* **MATERIAL FOR THE TASK**
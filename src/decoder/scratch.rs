// Copyright 2025 The ChromiumOS Authors
// Use of this source code is governed by a BSD-style license that can be
// found in the LICENSE file.

//! Per-thread working memory of the tile decoders.

use std::ops::Deref;
use std::ops::DerefMut;
use std::sync::Mutex;
use std::sync::PoisonError;

use crate::codec::av1::header::MAX_NUM_PLANES;
use crate::decoder::MAX_THREADS;

/// Largest block size, in luma samples.
pub const MAX_BLOCK_SIZE: usize = 128;
/// Size of the intermediate buffer of the convolution filters, per 16-bit sample.
pub const CONVOLVE_BUFFER_SIZE: usize = 2 * MAX_BLOCK_SIZE * (2 * MAX_BLOCK_SIZE + 16);
/// Side of the chroma-from-luma buffer.
pub const CFL_LUMA_BUFFER_SIZE: usize = 32;
/// Side of a superblock in 4x4 blocks, plus one on each side for the neighbors.
const BLOCK_DECODED_STRIDE: usize = MAX_BLOCK_SIZE / 4 + 2;

/// Buffers only needed while decoding either inter or intra blocks.
///
/// A block is never predicted both ways at once, so the two sets of buffers never live together.
#[derive(Debug, Default)]
pub enum BlockScratch {
    #[default]
    Unused,
    Inter {
        /// Compound prediction of both references.
        prediction_buffer: [Box<[u16]>; 2],
    },
    Intra {
        cfl_luma_buffer: Box<[[i16; CFL_LUMA_BUFFER_SIZE]; CFL_LUMA_BUFFER_SIZE]>,
        quantized_buffer: Box<[i32]>,
    },
}

/// Working memory of one tile decoding thread.
pub struct DecoderScratchBuffer {
    /// Mask of the compound wedge and difference-weighted predictions.
    pub prediction_mask: Box<[u8]>,
    block: BlockScratch,
    pub convolve_block_buffer: Box<[u16]>,
    /// Whether `cfl_luma_buffer` holds the luma of the current block.
    pub cfl_luma_buffer_valid: bool,
    block_decoded: Box<[[[bool; BLOCK_DECODED_STRIDE]; BLOCK_DECODED_STRIDE]; MAX_NUM_PLANES]>,
}

impl DecoderScratchBuffer {
    pub fn new() -> Self {
        Self {
            prediction_mask: vec![0; MAX_BLOCK_SIZE * MAX_BLOCK_SIZE].into_boxed_slice(),
            block: BlockScratch::Unused,
            convolve_block_buffer: vec![0; CONVOLVE_BUFFER_SIZE].into_boxed_slice(),
            cfl_luma_buffer_valid: false,
            block_decoded: Box::new(
                [[[false; BLOCK_DECODED_STRIDE]; BLOCK_DECODED_STRIDE]; MAX_NUM_PLANES],
            ),
        }
    }

    pub fn block(&self) -> &BlockScratch {
        &self.block
    }

    /// The compound prediction buffers, replacing the intra buffers if needed.
    pub fn inter_mut(&mut self) -> &mut [Box<[u16]>; 2] {
        if !matches!(self.block, BlockScratch::Inter { .. }) {
            let size = MAX_BLOCK_SIZE * MAX_BLOCK_SIZE;
            self.block = BlockScratch::Inter {
                prediction_buffer: [
                    vec![0; size].into_boxed_slice(),
                    vec![0; size].into_boxed_slice(),
                ],
            };
            self.cfl_luma_buffer_valid = false;
        }

        match &mut self.block {
            BlockScratch::Inter { prediction_buffer } => prediction_buffer,
            _ => unreachable!(),
        }
    }

    /// The chroma-from-luma and dequantization buffers, replacing the inter buffers if needed.
    pub fn intra_mut(
        &mut self,
    ) -> (&mut [[i16; CFL_LUMA_BUFFER_SIZE]; CFL_LUMA_BUFFER_SIZE], &mut [i32]) {
        if !matches!(self.block, BlockScratch::Intra { .. }) {
            self.block = BlockScratch::Intra {
                cfl_luma_buffer: Box::new([[0; CFL_LUMA_BUFFER_SIZE]; CFL_LUMA_BUFFER_SIZE]),
                quantized_buffer: vec![0; 64 * 64].into_boxed_slice(),
            };
            self.cfl_luma_buffer_valid = false;
        }

        match &mut self.block {
            BlockScratch::Intra { cfl_luma_buffer, quantized_buffer } => {
                (cfl_luma_buffer, quantized_buffer)
            }
            _ => unreachable!(),
        }
    }

    /// Whether the 4x4 block at (`row4x4`, `column4x4`) of the superblock has been decoded in
    /// `plane`. Coordinates of -1 and up to 32 address the neighboring superblocks.
    pub fn block_decoded(&self, plane: usize, row4x4: isize, column4x4: isize) -> bool {
        self.block_decoded[plane][(row4x4 + 1) as usize][(column4x4 + 1) as usize]
    }

    pub fn set_block_decoded(
        &mut self,
        plane: usize,
        row4x4: isize,
        column4x4: isize,
        value: bool,
    ) {
        self.block_decoded[plane][(row4x4 + 1) as usize][(column4x4 + 1) as usize] = value;
    }

    /// Marks every block of every plane as not decoded.
    pub fn clear_block_decoded(&mut self) {
        for plane in self.block_decoded.iter_mut() {
            for row in plane.iter_mut() {
                row.fill(false);
            }
        }
    }
}

impl Default for DecoderScratchBuffer {
    fn default() -> Self {
        Self::new()
    }
}

/// Scratch buffer borrowed from a [`DecoderScratchBufferPool`]. Goes back to the pool when
/// dropped.
pub struct PooledScratchBuffer<'a> {
    buffer: Option<Box<DecoderScratchBuffer>>,
    pool: &'a DecoderScratchBufferPool,
}

impl Deref for PooledScratchBuffer<'_> {
    type Target = DecoderScratchBuffer;

    fn deref(&self) -> &Self::Target {
        // `buffer` is only `None` while dropping.
        self.buffer.as_deref().unwrap_or_else(|| unreachable!())
    }
}

impl DerefMut for PooledScratchBuffer<'_> {
    fn deref_mut(&mut self) -> &mut Self::Target {
        self.buffer.as_deref_mut().unwrap_or_else(|| unreachable!())
    }
}

impl Drop for PooledScratchBuffer<'_> {
    fn drop(&mut self) {
        if let Some(buffer) = self.buffer.take() {
            self.pool.release(buffer);
        }
    }
}

/// Scratch buffers kept across frames. Never blocks: a new buffer is allocated when none is
/// available.
#[derive(Default)]
pub struct DecoderScratchBufferPool {
    buffers: Mutex<Vec<Box<DecoderScratchBuffer>>>,
}

impl DecoderScratchBufferPool {
    pub fn get(&self) -> PooledScratchBuffer<'_> {
        let buffer = self.buffers.lock().unwrap_or_else(PoisonError::into_inner).pop();
        let buffer = buffer.unwrap_or_else(|| {
            log::debug!("allocating a new scratch buffer");
            Box::new(DecoderScratchBuffer::new())
        });

        PooledScratchBuffer { buffer: Some(buffer), pool: self }
    }

    /// Gives `buffer` back to the pool. Buffers beyond the number of tile threads are freed.
    pub fn release(&self, buffer: Box<DecoderScratchBuffer>) {
        let mut buffers = self.buffers.lock().unwrap_or_else(PoisonError::into_inner);
        if buffers.len() < MAX_THREADS {
            buffers.push(buffer);
        }
    }

    pub fn num_available(&self) -> usize {
        self.buffers.lock().unwrap_or_else(PoisonError::into_inner).len()
    }
}
/// Splits the payload of a tile group into the data of each of its tiles.
///
/// Every tile but the last is preceded by its size minus one, stored as a little-endian integer
/// of `tile_size_bytes` bytes. The last tile takes the rest of the payload.
pub fn split_tile_group(
    data: &[u8],
    tile_start: usize,
    tile_end: usize,
    tile_size_bytes: u32,
) -> std::result::Result<Vec<&[u8]>, TileError> {
    if !(1..=4).contains(&tile_size_bytes) {
        return Err(TileError::InvalidTileSizeBytes(tile_size_bytes));
    }
    if tile_end < tile_start {
        return Err(TileError::InvalidTileRange {
            start: tile_start,
            end: tile_end,
            num_tiles: tile_end + 1,
        });
    }

    let size_len = tile_size_bytes as usize;
    let mut tiles = Vec::with_capacity(tile_end - tile_start + 1);
    let mut remaining = data;

    for tile in tile_start..tile_end {
        if remaining.len() < size_len {
            return Err(TileError::TileSizeTooLarge {
                tile,
                size: size_len,
                available: remaining.len(),
            });
        }

        let size = LittleEndian::read_uint(&remaining[..size_len], size_len) as usize + 1;
        let rest = &remaining[size_len..];
        if size > rest.len() {
            return Err(TileError::TileSizeTooLarge { tile, size, available: rest.len() });
        }

        let (tile_data, rest) = rest.split_at(size);
        tiles.push(tile_data);
        remaining = rest;
    }
    tiles.push(remaining);

    Ok(tiles)
}

/// State carried from frame to frame.
#[derive(Default)]
pub struct DecoderState {
    pub sequence_header: Option<SequenceHeader>,
    pub reference_frame: [Option<RefCountedBufferPtr>; NUM_REF_FRAMES],
    pub reference_order_hint: [u32; NUM_REF_FRAMES],
    /// Whether each slot may be used as a reference. Only meaningful when the sequence carries
    /// frame ids.
    pub reference_valid: [bool; NUM_REF_FRAMES],
    pub reference_frame_id: [u16; NUM_REF_FRAMES],
    /// Id of the frame being decoded, or of the last one decoded. `None` if the sequence has no
    /// frame ids.
    pub current_frame_id: Option<u16>,
    /// Whether each reference of the current frame is a backward reference.
    pub reference_frame_sign_bias: [bool; NUM_REFERENCE_FRAME_TYPES],
    /// The frame being decoded.
    pub current_frame: Option<RefCountedBufferPtr>,
}
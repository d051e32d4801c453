// Copyright 2025 The ChromiumOS Authors
// Use of this source code is governed by a BSD-style license that can be
// found in the LICENSE file.

//! Adaptive CDF tables carried from one frame to the next.
//!
//! The default tables are written in the notation of the AV1 specification (increasing
//! probabilities, without the implied final 32768) and stored inverted, as expected by
//! [`EntropyDecoder`](crate::codec::av1::entropy::EntropyDecoder).

use crate::codec::av1::entropy::CDF_MAX_PROBABILITY;

pub const INTRA_MODES: usize = 13;
pub const INTRA_MODE_CONTEXTS: usize = 5;
pub const BLOCK_SIZE_GROUPS: usize = 4;
pub const PARTITION_BLOCK_SIZES: usize = 5;
pub const PARTITION_CONTEXTS: usize = 4;
pub const PARTITION_TYPES: usize = 10;
pub const SKIP_CONTEXTS: usize = 3;
pub const INTRA_INTER_CONTEXTS: usize = 4;
pub const DELTA_SYMBOLS: usize = 4;
pub const FRAME_LF_COUNT: usize = 4;
pub const SEGMENT_ID_CONTEXTS: usize = 3;
pub const SEGMENT_ID_PREDICTED_CONTEXTS: usize = 3;
pub const MAX_SEGMENTS: usize = 8;

/// Builds an inverted CDF of `M + 1` symbols from its first `M` increasing probabilities. The
/// remaining entries, adaptation counter included, are zero.
const fn inverse_cdf<const M: usize, const N: usize>(probabilities: [u16; M]) -> [u16; N] {
    assert!(N >= M + 2);

    let mut cdf = [0; N];
    let mut i = 0;
    while i < M {
        cdf[i] = CDF_MAX_PROBABILITY - probabilities[i];
        i += 1;
    }

    cdf
}

const DEFAULT_INTRA_FRAME_Y_MODE_CDF: [[[u16; INTRA_MODES + 1]; INTRA_MODE_CONTEXTS];
    INTRA_MODE_CONTEXTS] = [
    [
        inverse_cdf([
            15588, 17027, 19338, 20218, 20682, 21110, 21825, 23244, 24189, 28165, 29093, 30466,
        ]),
        inverse_cdf([
            12016, 18066, 19516, 20303, 20719, 21444, 21888, 23032, 24434, 28658, 30172, 31409,
        ]),
        inverse_cdf([
            10052, 10771, 22296, 22788, 23055, 23239, 24133, 25620, 26160, 29336, 29929, 31567,
        ]),
        inverse_cdf([
            14091, 15406, 16442, 18808, 19136, 19546, 19998, 22096, 24746, 29585, 30958, 32462,
        ]),
        inverse_cdf([
            12122, 13265, 15603, 16501, 18609, 20033, 22391, 25583, 26437, 30261, 31073, 32475,
        ]),
    ],
    [
        inverse_cdf([
            10023, 19585, 20848, 21440, 21832, 22760, 23089, 24023, 25381, 29014, 30482, 31436,
        ]),
        inverse_cdf([
            5983, 24099, 24560, 24886, 25066, 25795, 25913, 26423, 27610, 29905, 31276, 31794,
        ]),
        inverse_cdf([
            7444, 12781, 20177, 20728, 21077, 21607, 22170, 23405, 24469, 27915, 29090, 30492,
        ]),
        inverse_cdf([
            8537, 14689, 15432, 17087, 17408, 18172, 18408, 19825, 24649, 29153, 31096, 32210,
        ]),
        inverse_cdf([
            7543, 14231, 15496, 16195, 17905, 20717, 21984, 24516, 26001, 29675, 30981, 31994,
        ]),
    ],
    [
        inverse_cdf([
            12613, 13591, 21383, 22004, 22312, 22577, 23401, 25055, 25729, 29538, 30305, 32077,
        ]),
        inverse_cdf([
            9687, 13470, 18506, 19230, 19604, 20147, 20695, 22062, 23219, 27743, 29211, 30907,
        ]),
        inverse_cdf([
            6183, 6505, 26024, 26252, 26366, 26434, 27082, 28354, 28555, 30467, 30794, 32086,
        ]),
        inverse_cdf([
            10718, 11734, 14954, 17224, 17565, 17924, 18561, 21523, 23878, 28975, 30287, 32252,
        ]),
        inverse_cdf([
            9194, 9858, 16501, 17263, 18424, 19171, 21563, 25961, 26561, 30072, 30737, 32463,
        ]),
    ],
    [
        inverse_cdf([
            12602, 14399, 15488, 18381, 18778, 19315, 19724, 21419, 25060, 29696, 30917, 32409,
        ]),
        inverse_cdf([
            8203, 13821, 14524, 17105, 17439, 18131, 18404, 19468, 25225, 29485, 31158, 32342,
        ]),
        inverse_cdf([
            8451, 9731, 15004, 17643, 18012, 18425, 19070, 21538, 24605, 29118, 30078, 32018,
        ]),
        inverse_cdf([
            7714, 9048, 9516, 16667, 16817, 16994, 17153, 18767, 26743, 30389, 31536, 32528,
        ]),
        inverse_cdf([
            8843, 10280, 11496, 15317, 16652, 17943, 19108, 22718, 25769, 29953, 30983, 32485,
        ]),
    ],
    [
        inverse_cdf([
            12578, 13671, 15979, 16834, 19075, 20913, 22989, 25449, 26219, 30214, 31150, 32477,
        ]),
        inverse_cdf([
            9563, 13626, 15080, 15892, 17756, 20863, 22207, 24236, 25380, 29653, 31143, 32277,
        ]),
        inverse_cdf([
            8356, 8901, 17616, 18256, 19350, 20106, 22598, 25947, 26466, 29900, 30523, 32261,
        ]),
        inverse_cdf([
            10835, 11815, 13124, 16042, 17018, 18039, 18947, 22753, 24615, 29489, 30883, 32482,
        ]),
        inverse_cdf([
            7618, 8288, 9859, 10509, 15386, 18657, 22903, 28776, 29180, 31355, 31802, 32593,
        ]),
    ],
];

const DEFAULT_Y_MODE_CDF: [[u16; INTRA_MODES + 1]; BLOCK_SIZE_GROUPS] = [
    inverse_cdf([
        22801, 23489, 24293, 24756, 25601, 26123, 26606, 27418, 27945, 29228, 29791, 30662,
    ]),
    inverse_cdf([
        18673, 19845, 22631, 23318, 23950, 24649, 25527, 27364, 28152, 29701, 29984, 30852,
    ]),
    inverse_cdf([
        19770, 20979, 23396, 23939, 24241, 24654, 25136, 27073, 27830, 29360, 29730, 30659,
    ]),
    inverse_cdf([
        20155, 21301, 22838, 23178, 23261, 23533, 23703, 24804, 25352, 26575, 27016, 28049,
    ]),
];

const DEFAULT_PARTITION_CDF: [[[u16; PARTITION_TYPES + 1]; PARTITION_CONTEXTS];
    PARTITION_BLOCK_SIZES] = [
    // 8x8
    [
        inverse_cdf([19132, 25510, 30392]),
        inverse_cdf([13928, 19855, 28540]),
        inverse_cdf([12522, 23679, 28629]),
        inverse_cdf([9896, 18783, 25853]),
    ],
    // 16x16
    [
        inverse_cdf([15597, 20929, 24571, 26706, 27664, 28821, 29601, 30571, 31902]),
        inverse_cdf([7925, 11043, 16785, 22470, 23971, 25043, 26651, 28701, 29834]),
        inverse_cdf([5414, 13269, 15111, 20488, 22360, 24500, 25537, 26336, 32117]),
        inverse_cdf([2662, 6362, 8614, 20860, 23053, 24778, 26436, 27829, 31171]),
    ],
    // 32x32
    [
        inverse_cdf([18462, 20920, 23124, 27647, 28227, 29049, 29519, 30178, 31544]),
        inverse_cdf([7689, 9060, 12056, 24992, 25660, 26182, 26951, 28041, 29052]),
        inverse_cdf([6015, 9009, 10062, 24544, 25409, 26545, 27071, 27526, 32047]),
        inverse_cdf([1394, 2208, 2796, 28614, 29061, 29466, 29840, 30185, 31899]),
    ],
    // 64x64
    [
        inverse_cdf([20137, 21547, 23078, 29566, 29837, 30261, 30524, 30892, 31724]),
        inverse_cdf([6732, 7490, 9497, 27944, 28250, 28515, 28969, 29630, 30104]),
        inverse_cdf([5945, 7663, 8348, 28683, 29117, 29749, 30064, 30298, 32238]),
        inverse_cdf([870, 1212, 1487, 31198, 31394, 31574, 31743, 31881, 32332]),
    ],
    // 128x128
    [
        inverse_cdf([27899, 28219, 28529, 32484, 32539, 32619, 32639]),
        inverse_cdf([6607, 6990, 8268, 32060, 32219, 32338, 32371]),
        inverse_cdf([5429, 6676, 7122, 32027, 32227, 32531, 32582]),
        inverse_cdf([711, 966, 1172, 32448, 32538, 32617, 32664]),
    ],
];

const DEFAULT_SKIP_CDF: [[u16; 3]; SKIP_CONTEXTS] =
    [inverse_cdf([31671]), inverse_cdf([16515]), inverse_cdf([4576])];

const DEFAULT_INTRA_INTER_CDF: [[u16; 3]; INTRA_INTER_CONTEXTS] =
    [inverse_cdf([806]), inverse_cdf([16662]), inverse_cdf([20186]), inverse_cdf([26538])];

const DEFAULT_INTRABC_CDF: [u16; 3] = inverse_cdf([30531]);

const DEFAULT_DELTA_CDF: [u16; DELTA_SYMBOLS + 1] = inverse_cdf([28160, 32120, 32677]);

const DEFAULT_SEGMENT_ID_CDF: [[u16; MAX_SEGMENTS + 1]; SEGMENT_ID_CONTEXTS] = [
    inverse_cdf([5622, 7893, 16093, 18233, 27809, 28373, 32533]),
    inverse_cdf([14274, 18230, 22557, 24935, 29980, 30851, 32344]),
    inverse_cdf([27527, 28487, 28723, 28890, 32397, 32647, 32679]),
];

const DEFAULT_SEGMENT_ID_PREDICTED_CDF: [[u16; 3]; SEGMENT_ID_PREDICTED_CONTEXTS] =
    [inverse_cdf([16384]), inverse_cdf([16384]), inverse_cdf([16384])];

/// Number of partition types that can be coded for a square block whose width is
/// `4 << block_size_log2` luma samples.
pub const fn partition_cdf_size(block_size_log2: usize) -> usize {
    match block_size_log2 {
        // Horizontal, vertical, none and split only.
        1 => 4,
        // No 4-way splits.
        5 => 8,
        _ => PARTITION_TYPES,
    }
}

/// The set of CDFs used to decode the symbols of a frame.
///
/// Each tile starts from a copy of the context of the frame, and the context of one tile is
/// saved with the frame at the end of its decoding.
#[derive(Clone, Debug, PartialEq, Eq)]
pub struct SymbolDecoderContext {
    pub intra_frame_y_mode_cdf:
        [[[u16; INTRA_MODES + 1]; INTRA_MODE_CONTEXTS]; INTRA_MODE_CONTEXTS],
    pub y_mode_cdf: [[u16; INTRA_MODES + 1]; BLOCK_SIZE_GROUPS],
    /// Indexed by `block_size_log2 - 1`, then by partition context.
    pub partition_cdf: [[[u16; PARTITION_TYPES + 1]; PARTITION_CONTEXTS]; PARTITION_BLOCK_SIZES],
    pub skip_cdf: [[u16; 3]; SKIP_CONTEXTS],
    pub intra_inter_cdf: [[u16; 3]; INTRA_INTER_CONTEXTS],
    pub intrabc_cdf: [u16; 3],
    pub delta_q_cdf: [u16; DELTA_SYMBOLS + 1],
    pub delta_lf_cdf: [u16; DELTA_SYMBOLS + 1],
    pub delta_lf_multi_cdf: [[u16; DELTA_SYMBOLS + 1]; FRAME_LF_COUNT],
    pub segment_id_cdf: [[u16; MAX_SEGMENTS + 1]; SEGMENT_ID_CONTEXTS],
    pub segment_id_predicted_cdf: [[u16; 3]; SEGMENT_ID_PREDICTED_CONTEXTS],
}

impl Default for SymbolDecoderContext {
    fn default() -> Self {
        Self {
            intra_frame_y_mode_cdf: DEFAULT_INTRA_FRAME_Y_MODE_CDF,
            y_mode_cdf: DEFAULT_Y_MODE_CDF,
            partition_cdf: DEFAULT_PARTITION_CDF,
            skip_cdf: DEFAULT_SKIP_CDF,
            intra_inter_cdf: DEFAULT_INTRA_INTER_CDF,
            intrabc_cdf: DEFAULT_INTRABC_CDF,
            delta_q_cdf: DEFAULT_DELTA_CDF,
            delta_lf_cdf: DEFAULT_DELTA_CDF,
            delta_lf_multi_cdf: [DEFAULT_DELTA_CDF; FRAME_LF_COUNT],
            segment_id_cdf: DEFAULT_SEGMENT_ID_CDF,
            segment_id_predicted_cdf: DEFAULT_SEGMENT_ID_PREDICTED_CDF,
        }
    }
}

impl SymbolDecoderContext {
    /// Restores the default CDFs of the intra frame luma modes.
    ///
    /// These are not carried from one frame to the next: the specification keeps them out of
    /// the saved CDFs.
    pub fn reset_intra_frame_y_mode_cdf(&mut self) {
        self.intra_frame_y_mode_cdf = DEFAULT_INTRA_FRAME_Y_MODE_CDF;
    }

    /// Clears the adaptation counter of every CDF, as done when a context is saved at the end
    /// of a frame.
    pub fn reset_counters(&mut self) {
        fn reset<const N: usize>(cdfs: &mut [[u16; N]], symbol_count: usize) {
            for cdf in cdfs {
                cdf[symbol_count] = 0;
            }
        }

        for cdfs in self.intra_frame_y_mode_cdf.iter_mut() {
            reset(cdfs, INTRA_MODES);
        }
        reset(&mut self.y_mode_cdf, INTRA_MODES);
        for (index, cdfs) in self.partition_cdf.iter_mut().enumerate() {
            reset(cdfs, partition_cdf_size(index + 1));
        }
        reset(&mut self.skip_cdf, 2);
        reset(&mut self.intra_inter_cdf, 2);
        reset(std::slice::from_mut(&mut self.intrabc_cdf), 2);
        reset(std::slice::from_mut(&mut self.delta_q_cdf), DELTA_SYMBOLS);
        reset(std::slice::from_mut(&mut self.delta_lf_cdf), DELTA_SYMBOLS);
        reset(&mut self.delta_lf_multi_cdf, DELTA_SYMBOLS);
        reset(&mut self.segment_id_cdf, MAX_SEGMENTS);
        reset(&mut self.segment_id_predicted_cdf, 2);
    }

    /// Returns the CDF of the partition of a square block of `4 << block_size_log2` luma
    /// samples, together with its symbol count.
    pub fn partition_cdf_mut(
        &mut self,
        block_size_log2: usize,
        context: usize,
    ) -> (&mut [u16; PARTITION_TYPES + 1], usize) {
        (&mut self.partition_cdf[block_size_log2 - 1][context], partition_cdf_size(block_size_log2))
    }
}
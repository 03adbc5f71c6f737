//! Users and shareable resources.
//!
//! Only the fields the sharing subsystem reads are modeled here; profile,
//! password, due dates and the rest live with the task manager itself.

use std::fmt;

use serde::{Deserialize, Serialize};

use crate::error::CoreError;
use crate::types::{CategoryId, TaskId, UserId};

/// A user identity. Email is unique and stored normalized.
#[derive(Debug, Clone, PartialEq, Eq, Serialize, Deserialize)]
pub struct User {
    pub id: UserId,
    pub email: String,
}

impl User {
    pub fn new(id: UserId, email: impl Into<String>) -> Self {
        Self {
            id,
            email: crate::validation::normalize_email(&email.into()),
        }
    }
}

/// A named grouping of tasks.
#[derive(Debug, Clone, PartialEq, Eq, Serialize, Deserialize)]
pub struct Category {
    pub id: CategoryId,
    pub owner_id: UserId,
    pub name: String,
}

/// A task, optionally filed under a category whose sharing it inherits.
#[derive(Debug, Clone, PartialEq, Eq, Serialize, Deserialize)]
pub struct Task {
    pub id: TaskId,
    pub owner_id: UserId,
    pub category_id: Option<CategoryId>,
    pub title: String,
}

/// Reference to a resource whose access is being checked.
#[derive(Debug, Clone, Copy, PartialEq, Eq, Hash, Serialize, Deserialize)]
#[serde(tag = "type", content = "id", rename_all = "lowercase")]
pub enum ResourceRef {
    Category(CategoryId),
    Task(TaskId),
}

impl fmt::Display for ResourceRef {
    fn fmt(&self, f: &mut fmt::Formatter<'_>) -> fmt::Result {
        match self {
            ResourceRef::Category(id) => write!(f, "category:{}", id),
            ResourceRef::Task(id) => write!(f, "task:{}", id),
        }
    }
}

/// What a share request proposes to share.
///
/// Only [`ShareScope::Category`] is produced today. `Task` and `Global`
/// describe rows written before category sharing existed; they are read
/// back for history but never materialized into new grants.
#[derive(Debug, Clone, Copy, PartialEq, Eq, Hash, Serialize, Deserialize)]
#[serde(tag = "type", content = "id", rename_all = "lowercase")]
pub enum ShareScope {
    Category(CategoryId),
    Task(TaskId),
    /// Every task the requester owns.
    Global,
}

impl ShareScope {
    /// Stable discriminator used in storage.
    pub const fn kind(&self) -> &'static str {
        match self {
            ShareScope::Category(_) => "category",
            ShareScope::Task(_) => "task",
            ShareScope::Global => "global",
        }
    }

    /// Raw resource id, if the scope targets a single resource.
    pub fn resource_id(&self) -> Option<i64> {
        match self {
            ShareScope::Category(id) => Some(id.get()),
            ShareScope::Task(id) => Some(id.get()),
            ShareScope::Global => None,
        }
    }

    /// Whether requests with this scope may still be created.
    pub fn is_legacy(&self) -> bool {
        !matches!(self, ShareScope::Category(_))
    }

    /// Rebuild a scope from its stored discriminator and resource id.
    pub fn from_parts(kind: &str, resource_id: Option<i64>) -> Result<Self, CoreError> {
        match (kind, resource_id) {
            ("category", Some(id)) => Ok(ShareScope::Category(CategoryId(id))),
            ("task", Some(id)) => Ok(ShareScope::Task(TaskId(id))),
            ("global", _) => Ok(ShareScope::Global),
            ("category", None) => Err(CoreError::MissingResourceId { scope: "category" }),
            ("task", None) => Err(CoreError::MissingResourceId { scope: "task" }),
            (other, _) => Err(CoreError::UnknownScope(other.to_string())),
        }
    }
}

impl fmt::Display for ShareScope {
    fn fmt(&self, f: &mut fmt::Formatter<'_>) -> fmt::Result {
        match self {
            ShareScope::Category(id) => write!(f, "category:{}", id),
            ShareScope::Task(id) => write!(f, "task:{}", id),
            ShareScope::Global => f.write_str("global"),
        }
    }
}

impl From<ResourceRef> for ShareScope {
    fn from(r: ResourceRef) -> Self {
        match r {
            ResourceRef::Category(id) => ShareScope::Category(id),
            ResourceRef::Task(id) => ShareScope::Task(id),
        }
    }
}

* **TASK TO CARRY OUT**
Only the lines from the first line of the records through the one containing "use std::sync::Mutex;" should be reproduced, exactly, with both of them included.

* **TASK ANSWER**
filename src/decoder/scratch.rs
// Copyright 2025 The ChromiumOS Authors
// Use of this source code is governed by a BSD-style license that can be
// found in the LICENSE file.

//! Per-thread working memory of the tile decoders.

use std::ops::Deref;
use std::ops::DerefMut;
use std::sync::Mutex;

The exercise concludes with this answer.